#### Introduction
- このコードは"OCR model for reading Captchas"を可変長のテキストを持つIAMデータセットに拡張する方法について取り上げる。
- データセットの各サンプルは手書きテキストの画像で、対応するターゲットは画像に存在する文字列である。

#### Data
- データセットがどのように構成されているかプレビューする。
- #で始まる行は単なるメタデータである。

In [15]:
!head -20 data/IAM_Words/words.txt

#--- words.txt ---------------------------------------------------------------#
#
# iam database word information
#
# format: a01-000u-00-00 ok 154 1 408 768 27 51 AT A
#
#     a01-000u-00-00  -> word id for line 00 in form a01-000u
#     ok              -> result of word segmentation
#                            ok: word was correctly
#                            er: segmentation of word can be bad
#
#     154             -> graylevel to binarize the line containing this word
#     1               -> number of components for this word
#     408 768 27 51   -> bounding box around this word in x,y,w,h format
#     AT              -> the grammatical tag for this word, see the
#                        file tagset.txt for an explanation
#     A               -> the transcription for this word
#
a01-000u-00-00 ok 154 408 768 27 51 AT A
a01-000u-00-01 ok 154 507 766 213 48 NN MOVE


#### Setup

In [16]:
from keras.layers import StringLookup
import keras

import matplotlib.pyplot as plt
import tensorflow as tf
import numpy as np
import os

#### Dataset splitting

In [17]:
base_path = "data/IAM_Words/"
words_list = []

words = open(f"{base_path}/words.txt", "r").readlines()
for line in words:
    if line[0] == "#":
        continue
    if line.split(" ")[1] != "err": # エラーを除外
        words_list.append(line)

print(len(words_list))
np.random.shuffle(words_list)

96456


In [18]:
# データセットを train:90, validation:5, test:5 の割合で分割
split_idx = int(0.9 * len(words_list))
train_samples = words_list[:split_idx]
test_samples = words_list[split_idx:]

val_split_idx  = int(0.5 * len(test_samples))
validation_samples = test_samples[:val_split_idx]
test_samples = test_samples[val_split_idx:]

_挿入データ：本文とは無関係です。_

//! Attachment collection manager.
//!
//! Owns the ordered collection of attachments and drives each one through
//! load, converter selection, and conversion. Loads and conversions run in
//! spawned tasks; when one finishes, it re-acquires the write lock and applies
//! its result only if the attachment still exists and the run is still the
//! latest one for that attachment (per-attachment tokens, last writer wins).

use std::any::Any;
use std::collections::HashSet;
use std::panic::AssertUnwindSafe;
use std::sync::Arc;
use std::time::Instant;

use futures::FutureExt;
use serde::Serialize;
use tokio::sync::{broadcast, watch, RwLock};
use tracing::{debug, info, warn};

use attache_core::{
    Attachment, AttachmentEvent, AttachmentId, AttachmentSource, AttachmentStatus, ClipboardSink,
    Converter, ConverterType, Error, EventBus, EventEnvelope, Input, InputState, Result,
    SourceLoader,
};

use crate::catalog::{reconcile_selection, ConverterCatalog};
use crate::config::PipelineConfig;
use crate::inline::{clipboard_text, describe_io, inline_text};
use crate::loader::DefaultSourceLoader;
use crate::registry::ConverterRegistry;

/// Direction for [`AttachmentManager::move_attachment`].
#[derive(Debug, Clone, Copy, PartialEq, Eq, Serialize)]
#[serde(rename_all = "snake_case")]
pub enum MoveDirection {
    /// Towards the front of the collection.
    Up,
    /// Towards the back of the collection.
    Down,
}

impl TryFrom<i32> for MoveDirection {
    type Error = Error;

    fn try_from(delta: i32) -> Result<Self> {
        match delta {
            -1 => Ok(Self::Up),
            1 => Ok(Self::Down),
            other => Err(Error::InvalidInput(format!(
                "Move delta must be -1 or 1, got {}",
                other
            ))),
        }
    }
}

/// Inlined text of one attachment, from [`AttachmentManager::inline_all_text`].
#[derive(Debug, Clone, PartialEq, Eq, Serialize)]
pub struct InlinedText {
    pub attachment_id: AttachmentId,
    pub label: String,
    pub text: String,
}

struct Slot {
    attachment: Attachment,
    load_token: u64,
    convert_token: u64,
    /// Selection to restore once a reload finishes.
    reselect: Option<ConverterType>,
}

struct State {
    slots: Vec<Slot>,
    catalog: ConverterCatalog,
}

impl State {
    fn index_of(&self, id: AttachmentId) -> Option<usize> {
        self.slots.iter().position(|s| s.attachment.id == id)
    }

    fn slot(&self, id: AttachmentId) -> Result<&Slot> {
        self.slots
            .iter()
            .find(|s| s.attachment.id == id)
            .ok_or(Error::AttachmentNotFound(id))
    }

    fn slot_mut(&mut self, id: AttachmentId) -> Option<&mut Slot> {
        self.slots.iter_mut().find(|s| s.attachment.id == id)
    }
}

/// A conversion run started under the lock, executed outside it.
struct ConversionJob {
    id: AttachmentId,
    token: u64,
    converter: ConverterType,
    input: Input,
}

struct Inner {
    state: RwLock<State>,
    loader: Arc<dyn SourceLoader>,
    registry: ConverterRegistry,
    config: PipelineConfig,
    events: EventBus,
    revision: watch::Sender<u64>,
}

/// Handle to an attachment collection. Cloning shares the collection.
#[derive(Clone)]
pub struct AttachmentManager {
    inner: Arc<Inner>,
}

fn panic_message<'a>(panic: &'a (dyn Any + Send + 'static)) -> &'a str {
    if let Some(message) = panic.downcast_ref::<&str>() {
        *message
    } else if let Some(message) = panic.downcast_ref::<String>() {
        message.as_str()
    } else {
        "unknown panic"
    }
}

fn failure_message(error: &Error) -> String {
    match error {
        Error::Input(message) | Error::Conversion(message) => message.clone(),
        other => other.to_string(),
    }
}

/// Clear outputs and, if a usable converter is selected, mark the attachment
/// converting and return the job to run. Always invalidates earlier runs.
fn begin_conversion(slot: &mut Slot, events: &EventBus) -> Option<ConversionJob> {
    slot.convert_token += 1;
    let token = slot.convert_token;
    let attachment = &mut slot.attachment;
    let id = attachment.id;

    attachment.outputs.clear();
    attachment.conversion_error = None;
    attachment.outputs_converting = false;

    let input = attachment.input()?.clone();
    let converter = match attachment.selected_converter() {
        Some(converter) => converter.clone(),
        None => {
            events.emit(AttachmentEvent::OutputsCleared { attachment_id: id });
            return None;
        }
    };

    if converter.disabled {
        let message = if converter.unsupported {
            format!("Converter '{}' is not supported here", converter.name)
        } else {
            format!("Input is too large for converter '{}'", converter.name)
        };
        debug!(attachment_id = %id, converter = %converter.id, "Selected converter is disabled");
        attachment.conversion_error = Some(message.clone());
        events.emit(AttachmentEvent::ConversionFailed {
            attachment_id: id,
            converter: converter.id,
            error: message,
        });
        return None;
    }

    attachment.outputs_converting = true;
    events.emit(AttachmentEvent::ConversionStarted {
        attachment_id: id,
        converter: converter.id,
    });
    Some(ConversionJob {
        id,
        token,
        converter: converter.id,
        input,
    })
}

/// Recompute the converter list of a loaded attachment, preserving the
/// selection by converter type. Starts a conversion when `force` is set or the
/// selected converter changed (including becoming disabled).
fn recompute_converters(
    slot: &mut Slot,
    catalog: &ConverterCatalog,
    events: &EventBus,
    force: bool,
) -> Option<ConversionJob> {
    let input = slot.attachment.input()?.clone();
    let previous = slot
        .attachment
        .selected_converter()
        .map(|c| (c.id, c.disabled));
    let reselect = slot.reselect.take();

    let converters = catalog.compute_converters(&input);
    let converter_idx = reconcile_selection(previous.map(|(id, _)| id).or(reselect), &converters);
    let changed =
        converters != slot.attachment.converters || converter_idx != slot.attachment.converter_idx;
    slot.attachment.converters = converters;
    slot.attachment.converter_idx = converter_idx;

    if changed {
        debug!(
            attachment_id = %slot.attachment.id,
            converter_count = slot.attachment.converters.len(),
            converter_idx = ?converter_idx,
            "Converters recomputed"
        );
        events.emit(AttachmentEvent::ConvertersChanged {
            attachment_id: slot.attachment.id,
            converter_count: slot.attachment.converters.len(),
            converter_idx,
        });
    }

    let current = slot
        .attachment
        .selected_converter()
        .map(|c| (c.id, c.disabled));
    if force || current != previous {
        begin_conversion(slot, events)
    } else {
        None
    }
}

assert len(words_list) == len(train_samples) + len(validation_samples) + len(test_samples)

print(f"Total training samples: {len(train_samples)}")
print(f"Toral validation samples: {len(validation_samples)}")
print(f"Total test samples: {len(test_samples)}")

Total training samples: 86810
Toral validation samples: 4823
Total test samples: 4823


#### Data input pipeline

In [19]:
# 画像パスの準備
base_image_path = os.path.join(base_path)

def get_image_paths_and_labels(samples):
    paths = []
    corrected_samples = []
    for (i, file_line) in enumerate(samples):
        line_split = file_line.strip()
        line_split = line_split.split(" ")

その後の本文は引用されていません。